Indian writer, historian, rationalist and politician

Pulavar K. Govindan (1916-1991) was a writer, historian, rationalist and politician. He was an elected Member of the Legislative Assembly of Madras State and later, the state of Tamil Nadu. He served as the Deputy Speaker of the Madras Legislative Assembly from 1967 to 1968 and Speaker for two terms from 1969 to 1971 and 1973 to 1977. He has written extensively on Tamil literature and his works were nationalized by the Tamil Nadu State Government in 2007.

==Biography==
===Early life: 1916–34===
Pulavar K. Govindan was born on 14 April 1916, at Tiruvathipuram, in the then North Arcot District, of the Madras Presidency. His parents were V. Kanga Mudaliar and Sundaram Ammaiyar. He was educated at the Government Boys High School, Cheyyar, from where he graduated in 1934. After his initial schooling, he started learning Tamil literature under the tutelage of Avvai Su. Duraisamy Pillai, who was an authority in many literary texts.

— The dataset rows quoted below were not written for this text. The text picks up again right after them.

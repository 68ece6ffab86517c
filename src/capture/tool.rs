//! Tool-execution adapter.

use crate::models::{Record, RecordId, RecordKind, ToolEvent};
use crate::security::{ContentRedactor, admits_path};
use serde_json::{Value, json};

/// Scalar argument keys that may carry a file path.
const PATH_KEYS: &[&str] = &["file_path", "path", "notebook_path"];

/// Array argument key that may carry several file paths.
const PATHS_ARRAY_KEY: &str = "paths";

/// Maps a tool execution to a record.
///
/// The shell tool's command is routed through the idiom-aware command
/// sanitizer rather than generic redaction, since flag-based credentials
/// need different detection than key:value text. Returns `None` when the
/// event carries nothing worth keeping (e.g. a shell call whose command is
/// empty).
#[must_use]
pub fn tool_record(event: &ToolEvent, session_id: &str) -> Option<Record> {
    let redactor = ContentRedactor::new();
    let tool = event.tool_name.to_lowercase();
    let kind = kind_for_tool(&tool);

    let files = extract_paths(event);
    let summary = summarize(&redactor, &tool, event, &files)?;
    let body = redactor.redact(&summary);

    let mut attributes = serde_json::Map::new();
    attributes.insert("sessionId".to_string(), json!(session_id));
    attributes.insert("tool".to_string(), json!(event.tool_name));
    attributes.insert("callId".to_string(), json!(event.call_id));
    attributes.insert("summary".to_string(), json!(body.clone()));
    if !files.is_empty() {
        attributes.insert("files".to_string(), json!(files));
    }

    Some(Record {
        id: RecordId::generate(kind),
        kind,
        body,
        created_at: crate::current_timestamp_millis(),
        attributes,
    })
}

/// Maps a lowercased tool name to a record kind.
fn kind_for_tool(tool: &str) -> RecordKind {
    match tool {
        "read" | "search" | "glob" | "ask" => RecordKind::Discovery,
        "write" | "bash" => RecordKind::Solution,
        "edit" => RecordKind::Refactor,
        _ => RecordKind::Pattern,
    }
}

/// Extracts file paths from the known argument keys plus the array field,
/// de-duplicated in first-seen order and gated through path admission.
fn extract_paths(event: &ToolEvent) -> Vec<String> {
    let mut paths: Vec<String> = Vec::new();

    let mut push = |candidate: &str| {
        if admits_path(candidate) && !paths.iter().any(|p| p == candidate) {
            paths.push(candidate.to_string());
        }
    };

    for key in PATH_KEYS {
        if let Some(Value::String(s)) = event.arguments.get(*key) {
            push(s);
        }
    }

    if let Some(Value::Array(items)) = event.arguments.get(PATHS_ARRAY_KEY) {
        for item in items {
            if let Value::String(s) = item {
                push(s);
            }
        }
    }

    paths
}

/// Formats a short human summary per tool type.
fn summarize(
    redactor: &ContentRedactor,
    tool: &str,
    event: &ToolEvent,
    files: &[String],
) -> Option<String> {
    let first_file = files.first().map(String::as_str);

    let summary = match tool {
        "read" => format!("Read {}", first_file.unwrap_or("a file")),
        "search" => format!(
            "Searched for {}",
            string_argument(event, &["pattern", "query"]).unwrap_or_else(|| "a pattern".to_string())
        ),
        "glob" => format!(
            "Globbed {}",
            string_argument(event, &["pattern"]).unwrap_or_else(|| "a pattern".to_string())
        ),
        "ask" => "Asked the user a question".to_string(),
        "write" => format!("Wrote {}", first_file.unwrap_or("a file")),
        "edit" => format!("Edited {}", first_file.unwrap_or("a file")),
        "bash" => {
            let command = string_argument(event, &["command"]).unwrap_or_default();
            format!("Ran: {}", redactor.redact_command(&command)?)
        },
        other => format!("Used tool {other}"),
    };

    Some(summary)
}

/// Returns the first present string argument among `keys`.
fn string_argument(event: &ToolEvent, keys: &[&str]) -> Option<String> {
    keys.iter().find_map(|key| {
        event
            .arguments
            .get(*key)
            .and_then(Value::as_str)
            .map(ToString::to_string)
    })
}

Pulavar soon organized a group of Avvai Duraisamy's students into the Avvai Thamizh Maanavar Kazhagam (Avvai Tamil Students' Association) in 1935. This association was instrumental in publishing the ingurunooru (Tamil: ஐங்குறுநூறு) text of Avvai Duraisamy. The first anniversary of the Avvai Tamil Students' Association was held over three days (24-26 May 1936). This was a grand occasion, with the attendance of the prominent Tamil scholars of the time, such as Maraimalayadigal, Karandhai Thamizhvel, Umamageswaram Pillai, Na.Mu, Venkatasamy Nattar, and Gnaniyaradigal. 1936 also marked the year Pulavar wedded his cousin Kannammaal.

Pulavar Govindan's private Tamil studies culminated in his successful completion of the "Tamil Vidwan Examination." Denouncing the Sanskrit term "Vidwan," he adopted the Tamil word "Pulavar" as his title. Though many followed him in changing the title, K. Govindan soon became eminent enough to be simply addressed as "Pulavar." He started working as a teacher.